* What is expected *
Which lines below hold the word "code"? Copy all of them.

* Input data *
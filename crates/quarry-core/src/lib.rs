//! # quarry-core: Pure Query Model for Quarry
//!
//! This crate contains everything about *what* a query means, with zero I/O
//! dependencies: entity metadata, predicates, orderings, paging and
//! validation. The `quarry-db` crate decides *where* the entities come from.
//!
//! ## Architecture Position
//! ```text
//! ┌─────────────────────────────────────────────────────────────────────────┐
//! │                          Quarry Architecture                            │
//! │                                                                         │
//! │  ┌─────────────────────────────────────────────────────────────────┐   │
//! │  │                    Application code                             │   │
//! │  │    QueryRequest ──► repository.query() ──► QueryPage            │   │
//! │  └─────────────────────────────┬───────────────────────────────────┘   │
//! │                                │                                        │
//! │  ┌─────────────────────────────▼───────────────────────────────────┐   │
//! │  │               quarry-db (Database Layer)                        │   │
//! │  │     UnitOfWork, QueryRepository<T>, Query<T>, SQLite store      │   │
//! │  └─────────────────────────────┬───────────────────────────────────┘   │
//! │                                │                                        │
//! │  ┌─────────────────────────────▼───────────────────────────────────┐   │
//! │  │               ★ quarry-core (THIS CRATE) ★                      │   │
//! │  │                                                                 │   │
//! │  │   ┌───────────┐  ┌───────────┐  ┌───────────┐  ┌───────────┐  │   │
//! │  │   │ descriptor│  │ predicate │  │   order   │  │ validation│  │   │
//! │  │   │  Entity   │  │ Predicate │  │  OrderBy  │  │  Report   │  │   │
//! │  │   │ metadata  │  │  search   │  │ KeyExtr.  │  │  checks   │  │   │
//! │  │   └───────────┘  └───────────┘  └───────────┘  └───────────┘  │   │
//! │  │                                                                 │   │
//! │  │   NO I/O • NO DATABASE • NO ASYNC                               │   │
//! │  └─────────────────────────────────────────────────────────────────┘   │
//! └─────────────────────────────────────────────────────────────────────────┘
//! ```
//!
//! ## Modules
//!
//! - [`value`] - Dynamically typed property values and declared types
//! - [`model`] - `Model` / `Entity` traits and schema declarations
//! - [`descriptor`] - Metadata Inspector (cached per entity type)
//! - [`path`] - Dotted property paths
//! - [`predicate`] - Predicate Builder
//! - [`order`] - Order Builder
//! - [`filter`] - Declarative filter specifications
//! - [`request`] - Paging, result pages, query requests
//! - [`relation`] - Includable relations
//! - [`validation`] - Field validation
//! - [`error`] - Core error types
//!
//! ## Example Usage
//!
//! ```rust
//! use quarry_core::{predicate, Entity, Field, Model, OrderBy, Schema, Value, ValueType};
//! use serde::{Deserialize, Serialize};
//!
//! #[derive(Debug, Clone, Serialize, Deserialize)]
//! struct Track {
//!     id: i64,
//!     title: String,
//! }
//!
//! impl Model for Track {
//!     const NAME: &'static str = "track";
//!
//!     fn schema() -> Schema {
//!         Schema::new(Self::NAME)
//!             .field(Field::new("id", ValueType::Int).key())
//!             .field(Field::new("title", ValueType::Text).searchable().sortable())
//!     }
//!
//!     fn read(&self, property: &str) -> Option<Value> {
//!         match property {
//!             "id" => Some(self.id.into()),
//!             "title" => Some(self.title.as_str().into()),
//!             _ => None,
//!         }
//!     }
//! }
//!
//! impl Entity for Track {}
//!
//! let mut tracks = vec![
//!     Track { id: 1, title: "Zebra".into() },
//!     Track { id: 2, title: "alpha".into() },
//! ];
//!
//! let search = predicate::search::<Track>("ZEB").unwrap();
//! assert!(search.matches(&tracks[0]));
//!
//! OrderBy::new("title").unwrap().sort(&mut tracks);
//! assert_eq!(tracks[0].id, 1); // "Zebra" < "alpha" (ordinal)
//! ```

// =============================================================================
// Module Declarations
// =============================================================================

pub mod descriptor;
pub mod error;
pub mod filter;
pub mod model;
pub mod order;
pub mod path;
pub mod predicate;
pub mod relation;
pub mod request;
pub mod validation;
pub mod value;

#[cfg(test)]
mod test_fixtures;

// =============================================================================
// Re-exports for Convenience
// =============================================================================
// These allow users to do `use quarry_core::Predicate` instead of
// `use quarry_core::predicate::Predicate`

pub use descriptor::{describe, EntityDescriptor, FieldDescriptor};
pub use error::{CoreError, CoreResult, ErrorKind};
pub use filter::{FilterOp, FilterSpec};
pub use model::{record_of, Entity, Field, Model, Schema};
pub use order::{key_extractor, Direction, KeyExtractor, OrderBy, OrderSpec};
pub use path::PropertyPath;
pub use predicate::Predicate;
pub use relation::{find_relation, Relation, RelationKind};
pub use request::{PageRequest, QueryPage, QueryRequest, RequestPlan, DEFAULT_PAGE_SIZE};
pub use validation::{validate, FieldError, ValidationReport};
pub use value::{Value, ValueType};
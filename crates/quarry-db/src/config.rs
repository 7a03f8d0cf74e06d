//! # Database Configuration
//!
//! Pool, commit and paging settings, built in code or loaded from
//! environment variables with fallback to defaults.
//!
//! ## Environment Variables
//! | Variable                          | Default        |
//! |-----------------------------------|----------------|
//! | `QUARRY_DB_PATH`                  | `./quarry.db`  |
//! | `QUARRY_DB_MAX_CONNECTIONS`       | `5`            |
//! | `QUARRY_DB_MIN_CONNECTIONS`       | `1`            |
//! | `QUARRY_DB_CONNECT_TIMEOUT_SECS`  | `30`           |
//! | `QUARRY_DB_RUN_MIGRATIONS`        | `true`         |
//! | `QUARRY_COMMIT_RETRIES`           | `3`            |
//! | `QUARRY_COMMIT_BACKOFF_MS`        | `50`           |
//! | `QUARRY_MAX_PAGE_SIZE`            | `100`          |

use std::env;
use std::path::PathBuf;
use std::str::FromStr;
use std::time::Duration;

/// Path value that selects a private in-memory database.
pub const IN_MEMORY_PATH: &str = ":memory:";

/// Database configuration.
///
/// ## Example
/// ```rust
/// use quarry_db::DbConfig;
///
/// let config = DbConfig::new("/path/to/quarry.db")
///     .max_connections(5)
///     .min_connections(1)
///     .commit_retries(5);
/// assert_eq!(config.commit_retries, 5);
/// ```
#[derive(Debug, Clone)]
pub struct DbConfig {
    /// Path to the SQLite database file, or [`IN_MEMORY_PATH`].
    pub database_path: PathBuf,

    /// Maximum number of connections in the pool.
    /// Every live unit of work holds one.
    /// Default: 5
    pub max_connections: u32,

    /// Minimum number of connections to keep alive.
    /// Default: 1
    pub min_connections: u32,

    /// Connection acquire timeout.
    /// Default: 30 seconds
    pub connect_timeout: Duration,

    /// Idle timeout before closing a connection. `None` keeps idle
    /// connections open (required for in-memory databases).
    /// Default: 10 minutes
    pub idle_timeout: Option<Duration>,

    /// Whether to run migrations on connect.
    /// Default: true
    pub run_migrations: bool,

    /// How many times a commit retries when the database is busy.
    /// Default: 3
    pub commit_retries: u32,

    /// First delay between commit retries; doubles on every attempt.
    /// Default: 50 ms
    pub commit_backoff: Duration,

    /// Largest page a `QueryRequest` may ask for.
    /// Default: 100
    pub max_page_size: u32,
}

impl DbConfig {
    /// Creates a new database configuration with the given path.
    ///
    /// ## Arguments
    /// * `path` - Path to the SQLite database file. Will be created if it doesn't exist.
    pub fn new(path: impl Into<PathBuf>) -> Self {
        DbConfig {
            database_path: path.into(),
            max_connections: 5,
            min_connections: 1,
            connect_timeout: Duration::from_secs(30),
            idle_timeout: Some(Duration::from_secs(600)),
            run_migrations: true,
            commit_retries: 3,
            commit_backoff: Duration::from_millis(50),
            max_page_size: 100,
        }
    }

    /// Sets the maximum number of connections.
    pub fn max_connections(mut self, max: u32) -> Self {
        self.max_connections = max;
        self
    }

    /// Sets the minimum number of connections.
    pub fn min_connections(mut self, min: u32) -> Self {
        self.min_connections = min;
        self
    }

    /// Sets the connection timeout.
    pub fn connect_timeout(mut self, timeout: Duration) -> Self {
        self.connect_timeout = timeout;
        self
    }

    /// Sets whether to run migrations on connect.
    pub fn run_migrations(mut self, run: bool) -> Self {
        self.run_migrations = run;
        self
    }

    /// Sets the number of busy retries per commit.
    pub fn commit_retries(mut self, retries: u32) -> Self {
        self.commit_retries = retries;
        self
    }

    /// Sets the first busy-retry delay.
    pub fn commit_backoff(mut self, backoff: Duration) -> Self {
        self.commit_backoff = backoff;
        self
    }

    /// Sets the page size cap for query requests.
    pub fn max_page_size(mut self, max: u32) -> Self {
        self.max_page_size = max;
        self
    }

    /// Creates an in-memory database configuration (for testing).
    ///
    /// Every connection of the pool sees the same database, so several
    /// units of work can be open at once. The database disappears with the
    /// pool.
    pub fn in_memory() -> Self {
        DbConfig {
            database_path: PathBuf::from(IN_MEMORY_PATH),
            max_connections: 4,
            min_connections: 1,
            connect_timeout: Duration::from_secs(5),
            idle_timeout: None,
            run_migrations: true,
            commit_retries: 3,
            commit_backoff: Duration::from_millis(10),
            max_page_size: 100,
        }
    }

    pub fn is_in_memory(&self) -> bool {
        self.database_path.as_os_str() == IN_MEMORY_PATH
    }

    /// Load configuration from environment variables.
    pub fn from_env() -> Result<Self, ConfigError> {
        Self::from_lookup(|key| env::var(key).ok())
    }

    /// Load configuration through an arbitrary variable lookup.
    pub fn from_lookup(lookup: impl Fn(&str) -> Option<String>) -> Result<Self, ConfigError> {
        let path = lookup("QUARRY_DB_PATH").unwrap_or_else(|| "./quarry.db".to_string());
        let defaults = DbConfig::new(path);

        let config = DbConfig {
            max_connections: parse_or(
                &lookup,
                "QUARRY_DB_MAX_CONNECTIONS",
                defaults.max_connections,
            )?,
            min_connections: parse_or(
                &lookup,
                "QUARRY_DB_MIN_CONNECTIONS",
                defaults.min_connections,
            )?,
            connect_timeout: Duration::from_secs(parse_or(
                &lookup,
                "QUARRY_DB_CONNECT_TIMEOUT_SECS",
                defaults.connect_timeout.as_secs(),
            )?),
            run_migrations: parse_or(&lookup, "QUARRY_DB_RUN_MIGRATIONS", defaults.run_migrations)?,
            commit_retries: parse_or(&lookup, "QUARRY_COMMIT_RETRIES", defaults.commit_retries)?,
            commit_backoff: Duration::from_millis(parse_or(
                &lookup,
                "QUARRY_COMMIT_BACKOFF_MS",
                defaults.commit_backoff.as_millis() as u64,
            )?),
            max_page_size: parse_or(&lookup, "QUARRY_MAX_PAGE_SIZE", defaults.max_page_size)?,
            ..defaults
        };

        if config.max_connections == 0 {
            return Err(ConfigError::InvalidValue("QUARRY_DB_MAX_CONNECTIONS".to_string()));
        }
        if config.min_connections > config.max_connections {
            return Err(ConfigError::InvalidValue("QUARRY_DB_MIN_CONNECTIONS".to_string()));
        }
        if config.max_page_size == 0 {
            return Err(ConfigError::InvalidValue("QUARRY_MAX_PAGE_SIZE".to_string()));
        }

        Ok(config)
    }
}

fn parse_or<V: FromStr>(
    lookup: &impl Fn(&str) -> Option<String>,
    key: &str,
    default: V,
) -> Result<V, ConfigError> {
    match lookup(key) {
        None => Ok(default),
        Some(raw) => raw
            .trim()
            .parse()
            .map_err(|_| ConfigError::InvalidValue(key.to_string())),
    }
}

/// Configuration error types.
#[derive(Debug, thiserror::Error)]
pub enum ConfigError {
    #[error("Invalid value for {0}")]
    InvalidValue(String),
}

// =============================================================================
// Unit Tests
// =============================================================================

#[cfg(test)]
mod tests {
    use super::*;
    use std::collections::HashMap;

    fn lookup(vars: &[(&str, &str)]) -> impl Fn(&str) -> Option<String> {
        let vars: HashMap<String, String> = vars
            .iter()
            .map(|(k, v)| (k.to_string(), v.to_string()))
            .collect();
        move |key| vars.get(key).cloned()
    }

    #[test]
    fn test_config_builder() {
        let config = DbConfig::new("/tmp/test.db")
            .max_connections(10)
            .min_connections(2)
            .commit_backoff(Duration::from_millis(5));

        assert_eq!(config.max_connections, 10);
        assert_eq!(config.min_connections, 2);
        assert_eq!(config.commit_backoff, Duration::from_millis(5));
        assert!(!config.is_in_memory());
        assert!(DbConfig::in_memory().is_in_memory());
    }

    #[test]
    fn test_from_lookup_defaults() {
        let config = DbConfig::from_lookup(lookup(&[])).unwrap();
        assert_eq!(config.database_path, PathBuf::from("./quarry.db"));
        assert_eq!(config.max_connections, 5);
        assert_eq!(config.commit_retries, 3);
        assert_eq!(config.max_page_size, 100);
        assert!(config.run_migrations);
    }

    #[test]
    fn test_from_lookup_overrides() {
        let config = DbConfig::from_lookup(lookup(&[
            ("QUARRY_DB_PATH", "/var/lib/quarry.db"),
            ("QUARRY_DB_MAX_CONNECTIONS", "8"),
            ("QUARRY_DB_RUN_MIGRATIONS", "false"),
            ("QUARRY_COMMIT_BACKOFF_MS", "250"),
            ("QUARRY_MAX_PAGE_SIZE", " 50 "),
        ]))
        .unwrap();

        assert_eq!(config.database_path, PathBuf::from("/var/lib/quarry.db"));
        assert_eq!(config.max_connections, 8);
        assert!(!config.run_migrations);
        assert_eq!(config.commit_backoff, Duration::from_millis(250));
        assert_eq!(config.max_page_size, 50);
    }

    #[test]
    fn test_from_lookup_rejects_bad_values() {
        let err =
            DbConfig::from_lookup(lookup(&[("QUARRY_COMMIT_RETRIES", "many")])).unwrap_err();
        assert_eq!(err.to_string(), "Invalid value for QUARRY_COMMIT_RETRIES");

        let err = DbConfig::from_lookup(lookup(&[
            ("QUARRY_DB_MAX_CONNECTIONS", "2"),
            ("QUARRY_DB_MIN_CONNECTIONS", "3"),
        ]))
        .unwrap_err();
        assert!(matches!(
            err,
            ConfigError::InvalidValue(key) if key == "QUARRY_DB_MIN_CONNECTIONS"
        ));
    }
}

* Expected output *
//! │  │                    Application code                             │   │
//! Pool, commit and paging settings, built in code or loaded from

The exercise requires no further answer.